Ouvia pessoas apontando rancores. Gostavam de colocar palavras em sua boca e pensamentos em sua cabeça. Chegou a se engasgar com tantas coisas que lhe empurravam pela goela, que nem abrir direito podia naquelas condições. Finalmente regurgitaria tudo aquilo e se sentiria leve. Esta passagem lhe pareceria bem mais penosa se não tivesse entendido que precisava dizer o que achava que me devia e a quem era de direito. Em alguns casos, indo às últimas consequências. Dona Antônia a ensinara que era preciso aprender a guerrear com a palavra.

Fechou os olhos. Já havia passado em revista que aprendera. Por último lhe veio outra vez Orlando, no quadro mental. Também escutava sua voz vinda do além. Entenderia finalmente por que a abandonara tão cedo.

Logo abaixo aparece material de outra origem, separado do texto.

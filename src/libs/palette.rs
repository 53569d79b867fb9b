//! Color tables for the terminal overlay.

use crate::libs::config::{ColorScheme, Config};
use crate::libs::scene::Region;
use crossterm::style::Color;
use std::collections::HashMap;

/// Background painted behind the frame in widget mode.
pub const WIDGET_BACKGROUND: &str = "#1a1a2e";

/// Per-region foregrounds. Status and default cells use the scheme foreground.
struct RegionColors {
    character: &'static str,
    plant: &'static str,
    border: &'static str,
    bubble: &'static str,
    firefly: &'static str,
    fish: &'static str,
    butterfly: &'static str,
    snail: &'static str,
    cat: &'static str,
    crab: &'static str,
    seahorse: &'static str,
    weather: &'static str,
    progress: &'static str,
    achievement: &'static str,
    sysinfo: &'static str,
}

impl RegionColors {
    fn get(&self, region: Region) -> Option<&'static str> {
        let hex = match region {
            Region::Character => self.character,
            Region::Plant => self.plant,
            Region::Border => self.border,
            Region::Bubble => self.bubble,
            Region::Firefly => self.firefly,
            Region::Fish => self.fish,
            Region::Butterfly => self.butterfly,
            Region::Snail => self.snail,
            Region::Cat => self.cat,
            Region::Crab => self.crab,
            Region::Seahorse => self.seahorse,
            Region::Weather => self.weather,
            Region::Progress => self.progress,
            Region::Achievement => self.achievement,
            Region::Sysinfo => self.sysinfo,
            Region::Status | Region::Default => return None,
        };
        Some(hex)
    }
}

const DEFAULT_REGIONS: RegionColors = RegionColors {
    character: "#4CAF50",
    plant: "#2E7D32",
    border: "#9E9E9E",
    bubble: "#42A5F5",
    firefly: "#FFD54F",
    fish: "#FF7043",
    butterfly: "#CE93D8",
    snail: "#8D6E63",
    cat: "#FFB74D",
    crab: "#E53935",
    seahorse: "#26A69A",
    weather: "#90A4AE",
    progress: "#78909C",
    achievement: "#FFA000",
    sysinfo: "#78909C",
};

const GREEN_TERMINAL_REGIONS: RegionColors = RegionColors {
    character: "#00FF7F",
    plant: "#32CD32",
    border: "#3A5F0B",
    bubble: "#00FFFF",
    firefly: "#FFFF00",
    fish: "#FF6347",
    butterfly: "#FF69B4",
    snail: "#CD853F",
    cat: "#ADFF2F",
    crab: "#FF4500",
    seahorse: "#7FFFD4",
    weather: "#66BB6A",
    progress: "#4CAF50",
    achievement: "#FFD700",
    sysinfo: "#4CAF50",
};

const PASTEL_REGIONS: RegionColors = RegionColors {
    character: "#6A994E",
    plant: "#A7C957",
    border: "#B8A9C9",
    bubble: "#89CFF0",
    firefly: "#FDFD96",
    fish: "#FFB7C5",
    butterfly: "#DDA0DD",
    snail: "#C9ADA7",
    cat: "#FFDAB9",
    crab: "#F08080",
    seahorse: "#B5EAD7",
    weather: "#A0C4FF",
    progress: "#C9ADA7",
    achievement: "#F4A261",
    sysinfo: "#B8C0D0",
};

const AMBER_TERMINAL_REGIONS: RegionColors = RegionColors {
    character: "#FF6F00",
    plant: "#FFAB00",
    border: "#8D6E00",
    bubble: "#FFECB3",
    firefly: "#FFFF8D",
    fish: "#FF8F00",
    butterfly: "#FFD700",
    snail: "#D2691E",
    cat: "#FFCA28",
    crab: "#E65100",
    seahorse: "#FFE57F",
    weather: "#FFD54F",
    progress: "#FFC107",
    achievement: "#FFE082",
    sysinfo: "#FFC107",
};

const OCEAN_REGIONS: RegionColors = RegionColors {
    character: "#00E676",
    plant: "#66BB6A",
    border: "#0277BD",
    bubble: "#B3E5FC",
    firefly: "#FFF59D",
    fish: "#FF8A65",
    butterfly: "#E040FB",
    snail: "#A1887F",
    cat: "#FFCC80",
    crab: "#FF5252",
    seahorse: "#64FFDA",
    weather: "#4FC3F7",
    progress: "#4DD0E1",
    achievement: "#FFD54F",
    sysinfo: "#26C6DA",
};

/// Light-on-dark variant used by every scheme in widget mode.
const WIDGET_REGIONS: RegionColors = RegionColors {
    character: "#66BB6A",
    plant: "#43A047",
    border: "#B0BEC5",
    bubble: "#64B5F6",
    firefly: "#FFE082",
    fish: "#FF8A65",
    butterfly: "#CE93D8",
    snail: "#A1887F",
    cat: "#FFCC80",
    crab: "#EF5350",
    seahorse: "#4DB6AC",
    weather: "#B0BEC5",
    progress: "#90A4AE",
    achievement: "#FFB300",
    sysinfo: "#90A4AE",
};

/// Foreground and background of a scheme in window mode.
pub fn scheme_colors(scheme: ColorScheme) -> (&'static str, &'static str) {
    match scheme {
        ColorScheme::Default => ("#111111", "#f5f5f5"),
        ColorScheme::GreenTerminal => ("#7CFC00", "#001100"),
        ColorScheme::Pastel => ("#2d3142", "#f4d6cc"),
        ColorScheme::AmberTerminal => ("#FFB000", "#1A0A00"),
        ColorScheme::Ocean => ("#00CED1", "#0A1628"),
    }
}

/// Foreground of a scheme in widget mode.
pub fn widget_foreground(scheme: ColorScheme) -> &'static str {
    match scheme {
        ColorScheme::Default => "#FFFFFF",
        ColorScheme::GreenTerminal => "#7CFC00",
        ColorScheme::Pastel => "#f4d6cc",
        ColorScheme::AmberTerminal => "#FFB000",
        ColorScheme::Ocean => "#00CED1",
    }
}

fn region_table(scheme: ColorScheme, widget_mode: bool) -> &'static RegionColors {
    if widget_mode {
        return &WIDGET_REGIONS;
    }
    match scheme {
        ColorScheme::Default => &DEFAULT_REGIONS,
        ColorScheme::GreenTerminal => &GREEN_TERMINAL_REGIONS,
        ColorScheme::Pastel => &PASTEL_REGIONS,
        ColorScheme::AmberTerminal => &AMBER_TERMINAL_REGIONS,
        ColorScheme::Ocean => &OCEAN_REGIONS,
    }
}

/// Parses `#rrggbb` into a terminal color.
pub fn parse_hex(hex: &str) -> Option<Color> {
    let digits = hex.strip_prefix('#')?;
    if digits.len() != 6 {
        return None;
    }
    let channel = |i: usize| u8::from_str_radix(digits.get(i..i + 2)?, 16).ok();
    Some(Color::Rgb {
        r: channel(0)?,
        g: channel(2)?,
        b: channel(4)?,
    })
}

#[derive(Debug, Clone)]
pub struct Palette {
    pub foreground: Color,
    pub background: Color,
    regions: HashMap<Region, Color>,
}

impl Palette {
    pub fn new(scheme: ColorScheme, widget_mode: bool) -> Self {
        let (fg, bg) = scheme_colors(scheme);
        let (fg, bg) = if widget_mode { (widget_foreground(scheme), WIDGET_BACKGROUND) } else { (fg, bg) };
        let foreground = parse_hex(fg).unwrap_or(Color::Reset);
        let background = parse_hex(bg).unwrap_or(Color::Reset);

        let table = region_table(scheme, widget_mode);
        let regions = Region::ALL
            .iter()
            .map(|&region| {
                let color = table.get(region).and_then(parse_hex).unwrap_or(foreground);
                (region, color)
            })
            .collect();

        Self { foreground, background, regions }
    }

    pub fn from_config(config: &Config) -> Self {
        Self::new(config.color_scheme, config.widget_mode)
    }

    pub fn color_for(&self, region: Region) -> Color {
        self.regions.get(&region).copied().unwrap_or(self.foreground)
    }
}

Estiveram juntos no início de tudo, e quando finalmente chegara o momento de comemorar algumas vitórias, ele a abandonara. Escutava as vozes do mundo, sabia que a solidão era algo comum entre elas. Passou muito tempo a se perguntar, afinal, se teria feito de errado. Qual a sua participação naquela dor toda. Não chegou a uma conclusão muito segura, embora soubesse que sua digital também estava lá, naquela ferida que jamais cicatrizava. Chorava baixinho no acolchoado de sua cama. Nem chorar direito podia, com aquele tubo atrapalhando!

Sua mãe aparecia falando em perdão, e ela sentia culpa por não conseguir. Culpa... era duro se desfazer de toda essa bagagem. Queria ter uma nova chance com Orlando. Sentia que o meio da jornada poderia ter sido completamente diverso. Haveria outra vida? A respiração pesava. Queria se livrar daquele tubo! Subitamente o coração parecia explodir. Sentia como se a cama inteira se movesse. Estaria indo para o céu? Teria ele o nome de céu, paraíso ou orum? Não importava. Era ela, a morte. Chegara a hora.

Teve muito medo e se encolheu. Ouviu ainda mais vozes a sua volta. Seria a mãe Antônia? Seria Orlando? Seriam os médicos? O coração explodia. O sangue afluía para o cérebro. Um gelo lhe percorreu a espinha, e sentiu, de uma vez, todos os órgãos do corpo. Teve a consciência de cada um. Desistiu de lutar. Desistiu de não se entregar. Soltou o corpo. Mergulhou no nada... no completo nada.

Um silêncio do mundo se fez em seus ouvidos. Mas ainda estava lá. Havia consciência, mas nunca em sua longa vida havia ouvido tanto silêncio. Uma tênue luz rompeu aquele imenso universo de "coisa nenhuma". Uma ardência nos pulmões a fez gritar e chorar.

Então era isso o que havia do outro lado! Sentiu mãos quentes a amparando e a voz tão conhecida e amada. Cortaram-lhe o cordão. Seus olhos embaçados de lágrimas miravam a pele tão negra e aveludada da mãe Antônia. Queria perguntar ela sobre o pai, Orlando, mas preferiu lhe sugar o seio e ser o bebê tão aguardado. Sim, teria outra chance.